Я пробыл на Виске еще несколько дней. Работы шли полным ходом. Толстые, крепкие лиственницы, уже в виде ледорезов, стояли рядами на отмели и готовы были принять на себя удар ледохода. За Виски можно было быть спокойным. Надо было думать уже о спасении судов в других районах.
УМ ХОРОШО, А ДВА ЛУЧШЕ
Когда самолет взлетел и я увидел в окошко «Угрюм-реку», село «Разбой» и ставшую мне почти родной Виску, я помахал им рукой и подумал: «Все же как интересна моя специальность! Скольких увидишь людей, посетишь разных мест, о которых раньше имел только самые смутные представления!» И я был благодарен судьбе, что она натолкнула меня на эту неторную тропу исследователя льда. Я с некоторой грустью подумал и о Васе. Жаль было с ним расставаться.
В нашем самолете до Якутска отправляли из Витима и партию отловленных соболей. Среди них был и «наш»; соболей посадили в специальные клетки.
Я подошел к клеткам.
— Ну что, милые, покидаете родные края? — Соболи шипели и старались перегрызть металлическую сетку. Это были очень красивые зверьки, но они опустошали тайгу, поедая белку и птиц. Вот почему леса, где живет много соболя, быстро пустеют.
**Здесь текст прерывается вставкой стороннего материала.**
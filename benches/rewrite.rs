use criterion::{criterion_group, criterion_main, Criterion};
use jvmti_watermark::config::AgentConfig;
use jvmti_watermark::console::Console;
use jvmti_watermark::identity::InstallationIdentity;
use jvmti_watermark::marker::MarkerLayout;
use jvmti_watermark::source::{ClassFileLoad, HeapSource};
use jvmti_watermark::WatermarkAgent;

const MARKER: &[u8] = b"xxxxxxxxxxxxxxxxxxxxxxxxxxxxxxxxxxxxxxxxxxxxxxxx0";

/// A class-sized buffer with the marker string near the end of the
/// constant pool, behind a run of unrelated bytes.
fn build_class(filler: usize) -> Vec<u8> {
    let mut bytes = Vec::with_capacity(filler + MARKER.len() + 16);
    bytes.extend_from_slice(&0xCAFEBABE_u32.to_be_bytes());
    bytes.extend_from_slice(&0_u16.to_be_bytes());
    bytes.extend_from_slice(&52_u16.to_be_bytes());
    bytes.extend((0..filler).map(|i| b"abcdefgwxyz\x01\x07\x08"[i % 14]));
    bytes.push(1);
    bytes.extend_from_slice(&(MARKER.len() as u16).to_be_bytes());
    bytes.extend_from_slice(MARKER);
    bytes.extend_from_slice(&0x0021_u16.to_be_bytes());
    bytes
}

fn bench_stamp(c: &mut Criterion) {
    let layout = MarkerLayout::default();
    let identity = InstallationIdentity::DEFAULT;
    let class = build_class(4096);
    c.bench_function("stamp_4k_class", |b| {
        b.iter(|| {
            let mut buf = class.clone();
            layout.stamp(&mut buf, identity).unwrap();
        })
    });
}

fn bench_class_file_load(c: &mut Criterion) {
    let console = Console::new(std::io::sink(), std::io::sink());
    let agent = WatermarkAgent::new(AgentConfig::default(), console);
    let source = HeapSource::new();
    let class = build_class(64 * 1024);
    c.bench_function("class_file_load_64k_target", |b| {
        b.iter(|| {
            let load = ClassFileLoad {
                name: Some("io/simonis/InstrumentationTest".as_bytes()),
                loader: std::ptr::null_mut(),
                being_redefined: false,
                class_data: &class,
            };
            agent.on_class_file_load(&source, &load).unwrap();
        })
    });
    c.bench_function("class_file_load_non_target", |b| {
        b.iter(|| {
            let load = ClassFileLoad {
                name: Some("java/lang/String".as_bytes()),
                loader: std::ptr::null_mut(),
                being_redefined: false,
                class_data: &class,
            };
            assert!(agent.on_class_file_load(&source, &load).is_none());
        })
    });
}

criterion_group!(benches, bench_stamp, bench_class_file_load);
criterion_main!(benches);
В Якутске, в управлении пароходством, главный инженер сказал мне, что их очень беспокоят вмерзшие в лед доки.Это не так далеко отсюда, можно проехать машиной. Дело в том, что там у нас один молодой инженер предложил какую-то дикую идею — соскабливать лед — и носится как одержимый со своей идеей. Требует бульдозеры. По-моему, какая-то чушь, — закончил он, а потом сказал:— Очень вас прошу помочь; дело явно плохо.
Я выехал на место. Меня встретил вихрастый, еще совершенно молодой паренек. Это и был Петр Петрович, инженер, недавно попавший в эти места.
Почему-то, глядя на него, я вспомнил и свою молодость, свои первые шаги «по тропинке льда». Но на моем пути тогда встретились хорошие руководители, настоящие инженеры. Я вспомнил своего любимого профессора Владимира Сергеевича. Вот теперь для этого паренька я должен быть руководителем и направить его так же, как когда-то направляли меня.
Паренек явно волновался. Он сразу же потащил меня к вмерзшим в лед докам.Мы спустились на лед, пошли через сугробы и скоро вышли на протоптанную тропку. Очевидно, последние месяцы жизнь Петра Петровича шла в каком-то бешеном темпе.
Пять лет в институте протекли спокойным, установившимся потоком с некоторым волнением во время сессий и с радостным возбуждением каникул. Но вот все изменилось.